use std::{convert::Infallible, time::Duration};

use bytes::Bytes;
use http_body_util::Full;
use hyper::{Request, Response, body::Incoming, service::service_fn};
use hyper_util::{
    rt::{TokioExecutor, TokioIo, TokioTimer},
    server::{conn::auto::Builder as HyperBuilder, graceful::GracefulShutdown},
};
use tokio::{net::TcpListener, signal, time::Instant};
use tokio_util::sync::CancellationToken;

use crate::{
    cli::CommandArguments,
    error::{ServiceError, ServiceResult},
    metadata::{PKG_NAME, PKG_VERSION},
    routes::route,
};

/// Runtime settings for [`serve`].
#[derive(Clone, Copy, Debug, PartialEq, Eq)]
pub struct ServerConfig {
    /// Applies to request headers and to buffering the `/chat` body.
    pub read_timeout: Duration,
    /// How long in-flight connections may drain after shutdown starts.
    pub shutdown_timeout: Duration,
}

impl Default for ServerConfig {
    fn default() -> Self {
        Self {
            read_timeout: Duration::from_secs(10),
            shutdown_timeout: Duration::from_secs(30),
        }
    }
}

impl From<&CommandArguments> for ServerConfig {
    fn from(args: &CommandArguments) -> Self {
        Self {
            read_timeout: Duration::from_secs(args.read_timeout_secs),
            shutdown_timeout: Duration::from_secs(args.shutdown_timeout_secs),
        }
    }
}

/// Bind the configured address and serve until SIGINT or SIGTERM.
pub async fn start_server(args: CommandArguments) -> ServiceResult<()> {
    args.validate()?;
    let addr = args.socket_addr()?;
    let listener = TcpListener::bind(addr)
        .await
        .map_err(|source| ServiceError::Bind { addr, source })?;

    let shutdown = CancellationToken::new();
    let trigger = shutdown.clone();
    tokio::spawn(async move {
        shutdown_signal().await;
        trigger.cancel();
    });

    serve(listener, ServerConfig::from(&args), shutdown).await
}

/// Accept connections on `listener` until `shutdown` is cancelled, then drain.
pub async fn serve(
    listener: TcpListener,
    config: ServerConfig,
    shutdown: CancellationToken,
) -> ServiceResult<()> {
    let local_addr = listener.local_addr()?;
    tracing::info!("Starting {PKG_NAME} v{PKG_VERSION} on {local_addr}");

    let mut builder = HyperBuilder::new(TokioExecutor::new());
    builder
        .http1()
        .timer(TokioTimer::new())
        .header_read_timeout(config.read_timeout);

    let graceful = GracefulShutdown::new();

    loop {
        tokio::select! {
            accepted = listener.accept() => {
                let (stream, peer) = match accepted {
                    Ok(accepted) => accepted,
                    Err(err) => {
                        tracing::warn!("Accept error: {err}");
                        continue;
                    }
                };

                let read_timeout = config.read_timeout;
                let service = service_fn(move |request| handle(request, read_timeout));
                let conn = builder.serve_connection(TokioIo::new(stream), service);
                let conn = graceful.watch(conn.into_owned());
                tokio::spawn(async move {
                    if let Err(err) = conn.await {
                        tracing::debug!("Connection error from {peer}: {err}");
                    }
                });
            }
            _ = shutdown.cancelled() => {
                tracing::info!("Shutdown signal received, stopping server...");
                break;
            }
        }
    }

    drop(listener);

    tokio::select! {
        _ = graceful.shutdown() => {
            tracing::info!("All connections closed");
        }
        _ = tokio::time::sleep(config.shutdown_timeout) => {
            tracing::warn!(
                "Timed out after {:?} waiting for connections to close",
                config.shutdown_timeout
            );
        }
    }

    Ok(())
}

async fn handle(
    request: Request<Incoming>,
    read_timeout: Duration,
) -> Result<Response<Full<Bytes>>, Infallible> {
    let started = Instant::now();
    let method = request.method().clone();
    let path = request.uri().path().to_owned();

    let reply = route(request, read_timeout).await;

    tracing::info!(
        %method,
        %path,
        status = reply.status.as_u16(),
        elapsed_ms = started.elapsed().as_millis() as u64,
        "request handled"
    );
    Ok(reply.into_response())
}

pub async fn shutdown_signal() {
    let ctrl_c = async {
        if let Err(err) = signal::ctrl_c().await {
            tracing::error!("Failed to install Ctrl+C handler: {err}");
            std::future::pending::<()>().await;
        }
    };

    #[cfg(unix)]
    let terminate = async {
        match signal::unix::signal(signal::unix::SignalKind::terminate()) {
            Ok(mut stream) => {
                stream.recv().await;
            }
            Err(err) => {
                tracing::error!("Failed to install SIGTERM handler: {err}");
                std::future::pending::<()>().await;
            }
        }
    };

    #[cfg(not(unix))]
    let terminate = std::future::pending::<()>();

    tokio::select! {
        _ = ctrl_c => {
            tracing::info!("Received Ctrl+C, starting graceful shutdown");
        },
        _ = terminate => {
            tracing::info!("Received terminate signal, starting graceful shutdown");
        },
    }
}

____________

## ASSIGNMENT
Set down the records again in full. Match them exactly.

## WRITTEN REPLY
use std::{convert::Infallible, time::Duration};

use bytes::Bytes;
use http_body_util::Full;
use hyper::{Request, Response, body::Incoming, service::service_fn};
use hyper_util::{
    rt::{TokioExecutor, TokioIo, TokioTimer},
    server::{conn::auto::Builder as HyperBuilder, graceful::GracefulShutdown},
};
use tokio::{net::TcpListener, signal, time::Instant};
use tokio_util::sync::CancellationToken;

use crate::{
    cli::CommandArguments,
    error::{ServiceError, ServiceResult},
    metadata::{PKG_NAME, PKG_VERSION},
    routes::route,
};

/// Runtime settings for [`serve`].
#[derive(Clone, Copy, Debug, PartialEq, Eq)]
pub struct ServerConfig {
    /// Applies to request headers and to buffering the `/chat` body.
    pub read_timeout: Duration,
    /// How long in-flight connections may drain after shutdown starts.
    pub shutdown_timeout: Duration,
}

impl Default for ServerConfig {
    fn default() -> Self {
        Self {
            read_timeout: Duration::from_secs(10),
            shutdown_timeout: Duration::from_secs(30),
        }
    }
}

impl From<&CommandArguments> for ServerConfig {
    fn from(args: &CommandArguments) -> Self {
        Self {
            read_timeout: Duration::from_secs(args.read_timeout_secs),
            shutdown_timeout: Duration::from_secs(args.shutdown_timeout_secs),
        }
    }
}

/// Bind the configured address and serve until SIGINT or SIGTERM.
pub async fn start_server(args: CommandArguments) -> ServiceResult<()> {
    args.validate()?;
    let addr = args.socket_addr()?;
    let listener = TcpListener::bind(addr)
        .await
        .map_err(|source| ServiceError::Bind { addr, source })?;

    let shutdown = CancellationToken::new();
    let trigger = shutdown.clone();
    tokio::spawn(async move {
        shutdown_signal().await;
        trigger.cancel();
    });

    serve(listener, ServerConfig::from(&args), shutdown).await
}

/// Accept connections on `listener` until `shutdown` is cancelled, then drain.
pub async fn serve(
    listener: TcpListener,
    config: ServerConfig,
    shutdown: CancellationToken,
) -> ServiceResult<()> {
    let local_addr = listener.local_addr()?;
    tracing::info!("Starting {PKG_NAME} v{PKG_VERSION} on {local_addr}");

    let mut builder = HyperBuilder::new(TokioExecutor::new());
    builder
        .http1()
        .timer(TokioTimer::new())
        .header_read_timeout(config.read_timeout);

    let graceful = GracefulShutdown::new();

    loop {
        tokio::select! {
            accepted = listener.accept() => {
                let (stream, peer) = match accepted {
                    Ok(accepted) => accepted,
                    Err(err) => {
                        tracing::warn!("Accept error: {err}");
                        continue;
                    }
                };

                let read_timeout = config.read_timeout;
                let service = service_fn(move |request| handle(request, read_timeout));
                let conn = builder.serve_connection(TokioIo::new(stream), service);
                let conn = graceful.watch(conn.into_owned());
                tokio::spawn(async move {
                    if let Err(err) = conn.await {
                        tracing::debug!("Connection error from {peer}: {err}");
                    }
                });
            }
            _ = shutdown.cancelled() => {
                tracing::info!("Shutdown signal received, stopping server...");
                break;
            }
        }
    }

    drop(listener);

    tokio::select! {
        _ = graceful.shutdown() => {
            tracing::info!("All connections closed");
        }
        _ = tokio::time::sleep(config.shutdown_timeout) => {
            tracing::warn!(
                "Timed out after {:?} waiting for connections to close",
                config.shutdown_timeout
            );
        }
    }

    Ok(())
}

async fn handle(
    request: Request<Incoming>,
    read_timeout: Duration,
) -> Result<Response<Full<Bytes>>, Infallible> {
    let started = Instant::now();
    let method = request.method().clone();
    let path = request.uri().path().to_owned();

    let reply = route(request, read_timeout).await;

    tracing::info!(
        %method,
        %path,
        status = reply.status.as_u16(),
        elapsed_ms = started.elapsed().as_millis() as u64,
        "request handled"
    );
    Ok(reply.into_response())
}

pub async fn shutdown_signal() {
    let ctrl_c = async {
        if let Err(err) = signal::ctrl_c().await {
            tracing::error!("Failed to install Ctrl+C handler: {err}");
            std::future::pending::<()>().await;
        }
    };

    #[cfg(unix)]
    let terminate = async {
        match signal::unix::signal(signal::unix::SignalKind::terminate()) {
            Ok(mut stream) => {
                stream.recv().await;
            }
            Err(err) => {
                tracing::error!("Failed to install SIGTERM handler: {err}");
                std::future::pending::<()>().await;
            }
        }
    };

    #[cfg(not(unix))]
    let terminate = std::future::pending::<()>();

    tokio::select! {
        _ = ctrl_c => {
            tracing::info!("Received Ctrl+C, starting graceful shutdown");
        },
        _ = terminate => {
            tracing::info!("Received terminate signal, starting graceful shutdown");
        },
    }
}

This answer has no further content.